Future technology is embracing the past - Monocolumn | Monocle

Monocolumn

A daily bulletin of news & opinion

22 March 2012

In a cosy wine bar in San Francisco I had a romantic moment with a senior executive at one of the world’s biggest tech companies. Hold on, it’s not what you’re thinking. Over a glass of nice white we got talking about the Dig wine store in the gloriously named Dogpatch area of the city.

The man in the know was a fan of the whole set up there but particularly loved that the owner’s sound system was a record player behind the counter. I joked that his company had been perhaps responsible for the demise of vinyl – had made people feel no need to own even a CD. What was he doing revering vinyl? “I guess it’s just the romance. Records just have this great romance.”

He’s right but at first it comes as a surprise in a city where people make their fortunes by rushing forwards, knocking old tech solutions out of the way, to realise that, on the sly, lo-fi romance is what even future-focused players sometimes long for.

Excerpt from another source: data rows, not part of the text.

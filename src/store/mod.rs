//! Append-only stream stores the benchmark writes to and reads back from.
//!
//! A stream is an ordered log of entries keyed by a stream name. Each entry
//! carries a flat `[name, value, ...]` field list and an [`EntryId`] that
//! strictly increases within the stream. Readers page through a stream with a
//! cursor: the id of the last entry they consumed.

pub mod file;
pub mod memory;

pub use file::FileStore;
pub use memory::MemoryStore;

use crate::error::StoreError;
use std::fmt;
use std::str::FromStr;
use std::time::{SystemTime, UNIX_EPOCH};

/// Entry position within a stream, rendered as `<ms>-<seq>`.
#[derive(Debug, Clone, Copy, PartialEq, Eq, PartialOrd, Ord, Hash, Default)]
pub struct EntryId {
    pub ms: u64,
    pub seq: u64,
}

impl EntryId {
    /// Cursor that precedes every entry.
    pub const ZERO: EntryId = EntryId { ms: 0, seq: 0 };

    pub fn new(ms: u64, seq: u64) -> Self {
        Self { ms, seq }
    }

    /// Next id after `last`, taken from the wall clock when it has advanced.
    pub fn next_after(last: Option<EntryId>) -> EntryId {
        let now = SystemTime::now()
            .duration_since(UNIX_EPOCH)
            .map(|d| d.as_millis() as u64)
            .unwrap_or_default();
        match last {
            Some(prev) if now <= prev.ms => EntryId::new(prev.ms, prev.seq + 1),
            _ => EntryId::new(now.max(1), 0),
        }
    }
}

impl fmt::Display for EntryId {
    fn fmt(&self, f: &mut fmt::Formatter<'_>) -> fmt::Result {
        write!(f, "{}-{}", self.ms, self.seq)
    }
}

#[derive(Debug, Clone, PartialEq, Eq)]
pub struct ParseEntryIdError(String);

impl fmt::Display for ParseEntryIdError {
    fn fmt(&self, f: &mut fmt::Formatter<'_>) -> fmt::Result {
        write!(f, "invalid entry id {:?}", self.0)
    }
}

impl std::error::Error for ParseEntryIdError {}

impl FromStr for EntryId {
    type Err = ParseEntryIdError;

    fn from_str(s: &str) -> Result<Self, Self::Err> {
        let err = || ParseEntryIdError(s.to_string());
        let (ms, seq) = s.split_once('-').ok_or_else(err)?;
        Ok(EntryId {
            ms: ms.parse().map_err(|_| err())?,
            seq: seq.parse().map_err(|_| err())?,
        })
    }
}

#[derive(Debug, Clone, PartialEq, Eq)]
pub struct StreamEntry {
    pub id: EntryId,
    pub fields: Vec<String>,
}

impl StreamEntry {
    /// Value stored under `name`, if any.
    pub fn field(&self, name: &str) -> Option<&str> {
        self.fields
            .chunks_exact(2)
            .find(|pair| pair[0] == name)
            .map(|pair| pair[1].as_str())
    }
}

pub trait LogStore {
    /// Short backend name for reports.
    fn name(&self) -> &'static str;

    /// Appends one entry and returns its id.
    fn append(&mut self, stream: &str, fields: &[String]) -> Result<EntryId, StoreError>;

    /// Returns up to `count` entries with ids greater than `after`, oldest
    /// first, or `None` when there is nothing past the cursor.
    fn read_from(
        &mut self,
        stream: &str,
        after: EntryId,
        count: usize,
    ) -> Result<Option<Vec<StreamEntry>>, StoreError>;

    /// Drops a stream. Returns whether it existed.
    fn delete(&mut self, stream: &str) -> Result<bool, StoreError>;
}

fn validate_key(stream: &str) -> Result<(), StoreError> {
    let ok = !stream.is_empty()
        && stream
            .chars()
            .all(|c| c.is_ascii_alphanumeric() || c == '-' || c == '_');
    if ok {
        Ok(())
    } else {
        Err(StoreError::InvalidStreamKey(stream.to_string()))
    }
}
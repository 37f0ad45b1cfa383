//! Request capture - normalizes observed requests into audit records
//!
//! Two entry points feed the same record type:
//! - structured requests already parsed by the HTTP server (plain proxy path)
//! - raw bytes teed off a decrypted tunnel (intercepted TLS path)
//!
//! Callers treat [`ConversionError`] as non-fatal: the capture attempt is
//! logged and dropped, the data path it was attached to carries on.

use bytes::Bytes;
use chrono::{DateTime, Utc};
use http::request::Parts;
use http::Uri;
use thiserror::Error;

/// Maximum number of headers accepted in a captured request
const MAX_HEADERS: usize = 64;

/// Capture conversion errors
#[derive(Debug, Error, PartialEq, Eq)]
pub enum ConversionError {
    #[error("request has no host")]
    MissingHost,

    #[error("malformed HTTP request: {0}")]
    Malformed(String),

    #[error("truncated HTTP request: {0}")]
    Truncated(String),

    #[error("failed to read request body: {0}")]
    Body(String),
}

/// How the captured request reached the proxy
#[derive(Debug, Clone, Copy, PartialEq, Eq, Hash)]
pub enum Transport {
    /// Plain HTTP proxy request
    Plain,

    /// Request decrypted from an intercepted TLS tunnel
    InterceptedTls,
}

impl Transport {
    pub fn is_https(self) -> bool {
        matches!(self, Transport::InterceptedTls)
    }

    pub fn from_https(is_https: bool) -> Self {
        if is_https {
            Transport::InterceptedTls
        } else {
            Transport::Plain
        }
    }

    /// URL scheme used to reach the origin again
    pub fn scheme(self) -> &'static str {
        match self {
            Transport::Plain => "http",
            Transport::InterceptedTls => "https",
        }
    }
}

/// One observed request, as archived for later inspection
///
/// Records are immutable once built. `path` is derived from `host` and
/// `url` and cannot be set on its own.
#[derive(Debug, Clone, PartialEq)]
pub struct AuditRecord {
    method: String,
    host: String,
    url: String,
    path: String,
    headers: Vec<(String, String)>,
    body: Bytes,
    transport: Transport,
    timestamp: DateTime<Utc>,
}

impl AuditRecord {
    /// Build a record stamped with the current time
    pub fn new(
        method: impl Into<String>,
        host: impl Into<String>,
        url: impl Into<String>,
        headers: Vec<(String, String)>,
        body: Bytes,
        transport: Transport,
    ) -> Self {
        Self::with_timestamp(method, host, url, headers, body, transport, Utc::now())
    }

    pub(crate) fn with_timestamp(
        method: impl Into<String>,
        host: impl Into<String>,
        url: impl Into<String>,
        headers: Vec<(String, String)>,
        body: Bytes,
        transport: Transport,
        timestamp: DateTime<Utc>,
    ) -> Self {
        let host = host.into();
        let url = url.into();
        let path = format!("{}{}", host, url);

        Self {
            method: method.into(),
            host,
            url,
            path,
            headers,
            body,
            transport,
            timestamp,
        }
    }

    /// Convert a request parsed by the HTTP server
    ///
    /// The host comes from the URI authority (absolute-form proxy requests)
    /// and falls back to the `Host` header.
    pub fn from_parts(
        parts: &Parts,
        body: Bytes,
        transport: Transport,
    ) -> Result<Self, ConversionError> {
        let host = match parts.uri.authority() {
            Some(authority) => strip_userinfo(authority.as_str()).to_string(),
            None => parts
                .headers
                .get(http::header::HOST)
                .and_then(|value| value.to_str().ok())
                .map(str::trim)
                .filter(|value| !value.is_empty())
                .ok_or(ConversionError::MissingHost)?
                .to_string(),
        };

        let url = parts
            .uri
            .path_and_query()
            .map(|pq| pq.as_str())
            .unwrap_or("/")
            .to_string();

        let headers = parts
            .headers
            .iter()
            .map(|(name, value)| {
                (
                    name.as_str().to_string(),
                    String::from_utf8_lossy(value.as_bytes()).into_owned(),
                )
            })
            .collect();

        Ok(Self::new(
            parts.method.as_str(),
            host,
            url,
            headers,
            body,
            transport,
        ))
    }

    /// Convert raw bytes captured off the decrypted wire
    ///
    /// Only the first request in the buffer is converted. Header names keep
    /// the case they had on the wire.
    pub fn from_raw(data: &[u8], transport: Transport) -> Result<Self, ConversionError> {
        let mut header_buf = [httparse::EMPTY_HEADER; MAX_HEADERS];
        let mut request = httparse::Request::new(&mut header_buf);

        let head_len = match request.parse(data) {
            Ok(httparse::Status::Complete(len)) => len,
            Ok(httparse::Status::Partial) => {
                return Err(ConversionError::Truncated(
                    "request head is incomplete".to_string(),
                ))
            }
            Err(e) => return Err(ConversionError::Malformed(e.to_string())),
        };

        let method = request
            .method
            .ok_or_else(|| ConversionError::Malformed("missing method".to_string()))?
            .to_string();
        let target = request
            .path
            .ok_or_else(|| ConversionError::Malformed("missing request target".to_string()))?;

        let headers: Vec<(String, String)> = request
            .headers
            .iter()
            .map(|h| {
                (
                    h.name.to_string(),
                    String::from_utf8_lossy(h.value).into_owned(),
                )
            })
            .collect();

        let (host, url) = resolve_target(target, &headers)?;
        let body = read_body(&headers, &data[head_len..])?;

        Ok(Self::new(method, host, url, headers, body, transport))
    }

    pub fn method(&self) -> &str {
        &self.method
    }

    pub fn host(&self) -> &str {
        &self.host
    }

    /// Request target in origin form (`/path?query`)
    pub fn url(&self) -> &str {
        &self.url
    }

    /// `host + url`
    pub fn path(&self) -> &str {
        &self.path
    }

    pub fn headers(&self) -> &[(String, String)] {
        &self.headers
    }

    /// First value of a header, matched case-insensitively
    pub fn header(&self, name: &str) -> Option<&str> {
        find_header(&self.headers, name)
    }

    pub fn body(&self) -> &Bytes {
        &self.body
    }

    pub fn transport(&self) -> Transport {
        self.transport
    }

    pub fn timestamp(&self) -> DateTime<Utc> {
        self.timestamp
    }
}

fn find_header<'a>(headers: &'a [(String, String)], name: &str) -> Option<&'a str> {
    headers
        .iter()
        .find(|(key, _)| key.eq_ignore_ascii_case(name))
        .map(|(_, value)| value.as_str())
}

fn strip_userinfo(authority: &str) -> &str {
    authority.rsplit('@').next().unwrap_or(authority)
}

/// Split a request target into (host, origin-form url)
fn resolve_target(
    target: &str,
    headers: &[(String, String)],
) -> Result<(String, String), ConversionError> {
    // Absolute-form targets carry their own authority
    if target.contains("://") {
        let uri: Uri = target
            .parse()
            .map_err(|e: http::uri::InvalidUri| ConversionError::Malformed(e.to_string()))?;
        let host = uri
            .authority()
            .map(|a| strip_userinfo(a.as_str()).to_string())
            .ok_or(ConversionError::MissingHost)?;
        let url = uri
            .path_and_query()
            .map(|pq| pq.as_str())
            .unwrap_or("/")
            .to_string();
        return Ok((host, url));
    }

    let host = find_header(headers, "host")
        .map(str::trim)
        .filter(|h| !h.is_empty())
        .ok_or(ConversionError::MissingHost)?;

    Ok((host.to_string(), target.to_string()))
}

fn read_body(headers: &[(String, String)], rest: &[u8]) -> Result<Bytes, ConversionError> {
    let chunked = find_header(headers, "transfer-encoding")
        .map(|v| v.to_ascii_lowercase().contains("chunked"))
        .unwrap_or(false);

    if chunked {
        return decode_chunked(rest);
    }

    match find_header(headers, "content-length") {
        Some(value) => {
            let length: usize = value.trim().parse().map_err(|_| {
                ConversionError::Malformed(format!("invalid Content-Length '{}'", value))
            })?;
            if rest.len() < length {
                return Err(ConversionError::Truncated(format!(
                    "body has {} of {} bytes",
                    rest.len(),
                    length
                )));
            }
            Ok(Bytes::copy_from_slice(&rest[..length]))
        }
        None => Ok(Bytes::new()),
    }
}

fn decode_chunked(mut data: &[u8]) -> Result<Bytes, ConversionError> {
    let mut body = Vec::new();

    loop {
        let (offset, size) = match httparse::parse_chunk_size(data) {
            Ok(httparse::Status::Complete(parsed)) => parsed,
            Ok(httparse::Status::Partial) => {
                return Err(ConversionError::Truncated(
                    "chunk size line is incomplete".to_string(),
                ))
            }
            Err(_) => {
                return Err(ConversionError::Malformed("invalid chunk size".to_string()))
            }
        };
        data = &data[offset..];

        if size == 0 {
            // Trailers are not part of the captured body
            return Ok(Bytes::from(body));
        }

        let size = usize::try_from(size)
            .map_err(|_| ConversionError::Malformed("chunk too large".to_string()))?;
        let end = size
            .checked_add(2)
            .ok_or_else(|| ConversionError::Malformed("chunk too large".to_string()))?;
        if data.len() < end {
            return Err(ConversionError::Truncated("chunk data is incomplete".to_string()));
        }
        if &data[size..end] != b"\r\n" {
            return Err(ConversionError::Malformed(
                "chunk is not terminated by CRLF".to_string(),
            ));
        }

        body.extend_from_slice(&data[..size]);
        data = &data[end..];
    }
}
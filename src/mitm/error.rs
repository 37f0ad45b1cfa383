//! MITM error types

use http::StatusCode;
use thiserror::Error;

/// Result type for MITM operations
pub type Result<T> = std::result::Result<T, MitmError>;

/// MITM-specific errors
#[derive(Error, Debug)]
pub enum MitmError {
    /// CA certificate generation failed
    #[error("Failed to generate CA certificate: {0}")]
    CaGenerationFailed(String),

    /// CA certificate loading failed
    #[error("Failed to load CA certificate: {0}")]
    CaLoadFailed(String),

    /// Leaf certificate generation failed
    #[error("Failed to generate certificate for {host}: {reason}")]
    CertGenerationFailed { host: String, reason: String },

    /// TLS configuration failed
    #[error("TLS configuration failed: {0}")]
    TlsConfigFailed(String),

    /// CONNECT target could not be parsed
    #[error("Invalid CONNECT target: {0}")]
    InvalidHost(String),

    /// Origin could not be reached or refused TLS
    #[error("Upstream connection failed for {host}: {reason}")]
    UpstreamConnectionFailed { host: String, reason: String },

    /// Client-side TLS handshake failed after the tunnel was acknowledged
    #[error("TLS handshake failed for {host}: {reason}")]
    TlsHandshakeFailed { host: String, reason: String },

    /// The serving layer cannot hand over the raw connection
    #[error("Connection takeover not supported")]
    TakeoverUnsupported,

    /// Configured tunnel ceiling reached
    #[error("Too many active tunnels")]
    TunnelLimitReached,

    /// I/O error
    #[error("I/O error: {0}")]
    Io(#[from] std::io::Error),
}

impl MitmError {
    /// Create a CA generation error
    pub fn ca_generation(msg: impl Into<String>) -> Self {
        Self::CaGenerationFailed(msg.into())
    }

    /// Create a CA load error
    pub fn ca_load(msg: impl Into<String>) -> Self {
        Self::CaLoadFailed(msg.into())
    }

    /// Create a certificate generation error
    pub fn cert_generation(host: impl Into<String>, msg: impl Into<String>) -> Self {
        Self::CertGenerationFailed {
            host: host.into(),
            reason: msg.into(),
        }
    }

    /// Create an upstream connection error
    pub fn upstream(host: impl Into<String>, msg: impl Into<String>) -> Self {
        Self::UpstreamConnectionFailed {
            host: host.into(),
            reason: msg.into(),
        }
    }

    /// Create a TLS handshake error
    pub fn tls_handshake(host: impl Into<String>, msg: impl Into<String>) -> Self {
        Self::TlsHandshakeFailed {
            host: host.into(),
            reason: msg.into(),
        }
    }

    /// Status reported to the client when the tunnel fails before the ack
    pub fn status_code(&self) -> StatusCode {
        match self {
            MitmError::InvalidHost(_) => StatusCode::BAD_REQUEST,
            MitmError::TakeoverUnsupported => StatusCode::INTERNAL_SERVER_ERROR,
            MitmError::CaGenerationFailed(_)
            | MitmError::CaLoadFailed(_)
            | MitmError::CertGenerationFailed { .. }
            | MitmError::TlsConfigFailed(_)
            | MitmError::UpstreamConnectionFailed { .. }
            | MitmError::TlsHandshakeFailed { .. }
            | MitmError::TunnelLimitReached
            | MitmError::Io(_) => StatusCode::SERVICE_UNAVAILABLE,
        }
    }
}
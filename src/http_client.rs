//! Plain HTTP relay - forwards non-CONNECT proxy requests to their origin
//!
//! The request is buffered (under the body limit), captured for the
//! archive, sent upstream through a shared reqwest client and the origin's
//! response is streamed back unchanged: status, every header value and the
//! body bytes as they arrive.

use crate::capture::{AuditRecord, Transport};
use crate::body_limiter::read_body_with_limit;
use crate::storage::RequestSink;
use bytes::Bytes;
use futures_util::StreamExt;
use http::header::{CONTENT_LENGTH, CONTENT_TYPE, HOST, TRANSFER_ENCODING};
use http::request::Parts;
use http::{HeaderMap, HeaderValue, Method, Request, Response, StatusCode};
use http_body_util::combinators::UnsyncBoxBody;
use http_body_util::{BodyExt, Full, StreamBody};
use hyper::body::{Frame, Incoming};
use rustls::pki_types::CertificateDer;
use std::sync::Arc;
use std::time::Duration;
use thiserror::Error;
use tracing::{debug, info, warn};

pub type BoxError = Box<dyn std::error::Error + Send + Sync>;

/// Response body type for everything the proxy answers with
pub type ProxyBody = UnsyncBoxBody<Bytes, BoxError>;

#[derive(Debug, Error)]
pub enum ForwardError {
    #[error("Invalid proxy target: {0}")]
    InvalidTarget(String),

    #[error("{0}")]
    Upstream(#[from] reqwest::Error),

    #[error("Failed to build HTTP client: {0}")]
    Client(String),
}

/// Shared upstream HTTP client
///
/// Redirects are not followed, bodies are not decompressed and no
/// environment proxy is used, so the origin's response passes through as-is.
#[derive(Clone)]
pub struct UpstreamClient {
    client: reqwest::Client,
}

impl UpstreamClient {
    pub fn new(
        timeout: Duration,
        extra_roots: &[CertificateDer<'static>],
    ) -> Result<Self, ForwardError> {
        let mut builder = reqwest::Client::builder()
            .timeout(timeout)
            .redirect(reqwest::redirect::Policy::none())
            .no_proxy();

        for root in extra_roots {
            let certificate = reqwest::Certificate::from_der(root.as_ref())
                .map_err(|e| ForwardError::Client(e.to_string()))?;
            builder = builder.add_root_certificate(certificate);
        }

        let client = builder
            .build()
            .map_err(|e| ForwardError::Client(e.to_string()))?;

        Ok(Self { client })
    }

    /// Send one request; framing headers are recomputed by the client
    pub async fn send(
        &self,
        method: Method,
        url: &str,
        mut headers: HeaderMap,
        body: Bytes,
    ) -> Result<reqwest::Response, ForwardError> {
        headers.remove(HOST);
        headers.remove(CONTENT_LENGTH);
        headers.remove(TRANSFER_ENCODING);

        let response = self
            .client
            .request(method, url)
            .headers(headers)
            .body(body)
            .send()
            .await?;

        Ok(response)
    }
}

pub fn full_body(data: impl Into<Bytes>) -> ProxyBody {
    Full::new(data.into())
        .map_err(|never| match never {})
        .boxed_unsync()
}

/// Plain-text response with the given status
pub fn text_response(status: StatusCode, message: impl Into<String>) -> Response<ProxyBody> {
    let mut response = Response::new(full_body(message.into()));
    *response.status_mut() = status;
    response.headers_mut().insert(
        CONTENT_TYPE,
        HeaderValue::from_static("text/plain; charset=utf-8"),
    );
    response
}

/// Absolute URL for a proxy request
///
/// Absolute-form URIs are used as given; origin-form falls back to the
/// `Host` header over plain HTTP.
pub fn target_url(parts: &Parts) -> Result<String, ForwardError> {
    if parts.uri.scheme().is_some() && parts.uri.authority().is_some() {
        return Ok(parts.uri.to_string());
    }

    let host = parts
        .headers
        .get(HOST)
        .and_then(|value| value.to_str().ok())
        .filter(|value| !value.is_empty())
        .ok_or_else(|| ForwardError::InvalidTarget(format!("no host for '{}'", parts.uri)))?;

    let path = parts
        .uri
        .path_and_query()
        .map(|pq| pq.as_str())
        .unwrap_or("/");

    Ok(format!("http://{}{}", host, path))
}

/// Relay a plain HTTP proxy request and stream the origin's answer back
pub async fn forward_http_request(
    req: Request<Incoming>,
    upstream: &UpstreamClient,
    sink: &Arc<dyn RequestSink>,
    max_body_size: usize,
) -> Response<ProxyBody> {
    let (parts, body) = req.into_parts();

    let body = match read_body_with_limit(body, max_body_size).await {
        Ok(body) => body,
        Err(e) => {
            warn!(uri = %parts.uri, error = %e, "Rejected request body");
            return text_response(e.status_code(), e.to_response_message());
        }
    };

    capture_request(&parts, body.clone(), sink);

    let url = match target_url(&parts) {
        Ok(url) => url,
        Err(e) => {
            warn!(error = %e, "Cannot determine upstream URL");
            return text_response(StatusCode::BAD_REQUEST, e.to_string());
        }
    };

    let upstream_response = match upstream
        .send(parts.method.clone(), &url, parts.headers.clone(), body)
        .await
    {
        Ok(response) => response,
        Err(e) => {
            warn!(url = %url, error = %e, "Upstream request failed");
            return text_response(StatusCode::SERVICE_UNAVAILABLE, e.to_string());
        }
    };

    let status = upstream_response.status();
    info!(method = %parts.method, url = %url, status = status.as_u16(), "Upstream responded");

    let mut response = Response::new(full_body(Bytes::new()));
    *response.status_mut() = status;
    {
        let headers = response.headers_mut();
        for (name, value) in upstream_response.headers() {
            headers.append(name.clone(), value.clone());
        }
    }

    let stream_url = url.clone();
    let frames = upstream_response.bytes_stream().map(move |chunk| match chunk {
        Ok(data) => Ok(Frame::data(data)),
        Err(e) => {
            // The status line is already out; the connection gets cut
            warn!(url = %stream_url, error = %e, "Upstream body stream failed");
            Err(Box::new(e) as BoxError)
        }
    });
    *response.body_mut() = StreamBody::new(frames).boxed_unsync();

    response
}

/// Archive the request in the background; failures are only logged
fn capture_request(parts: &Parts, body: Bytes, sink: &Arc<dyn RequestSink>) {
    let record = match AuditRecord::from_parts(parts, body, Transport::Plain) {
        Ok(record) => record,
        Err(e) => {
            warn!(uri = %parts.uri, error = %e, "Request not captured");
            return;
        }
    };

    let sink = Arc::clone(sink);
    tokio::spawn(async move {
        match sink.save_request(&record).await {
            Ok(id) => debug!(id = id, path = %record.path(), "Plain request saved"),
            Err(e) => warn!(path = %record.path(), error = %e, "Request wasn't saved"),
        }
    });
}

I have two apps on my phone but I just got a third, the camera application Instagram. I know I am late to this party, but if you too are slow to jump on the download bus, Instagram lets you take a picture and then decide how you want it to look. Pick 1977 and your picture will get a white border and a beige, blown-out glow, “inkwell” makes it look like a black and white picture from the 1960s, “earlybird” shades it like an image from the 1890s.

Why do so many people want to take pictures that look dated, a bit wrong, imperfect – yet on their features-packed phone? It’s romance.

Perfect and shiny technology may be slick and full of utopian promise, but it’s also soulless and too cool for school. I used the Instagram app while in San Francisco – I had a digital camera with me too, but the pictures looked clinical in comparison. There’s something just plain beguiling about the whole thing.

We were in San Francisco to take part in a conference looking at the maker movement and craft in our cities. On the panel was Charles Chi who is one of the people behind the soon to be released Lytro camera that many claim will change photography in dramatic ways – for example it allows you to refocus images endlessly after you have taken them. The camera is shaped like a lipstick case. It’s had an extraordinary amount of buzz. But its very creation will prompt a reaction. It may be daring product design but it will make other people just look at Leicas with even greater warmth.

It’s a conundrum – a simultaneous desire to embrace the lo-fi and hi-tech, the white-glowing future and the buttery brown past – that sets some real challenges for manufacturers of technology.

But, we, the consumers, seem to be oddly adept at living with this instagrammed, nicely framed vision of the present.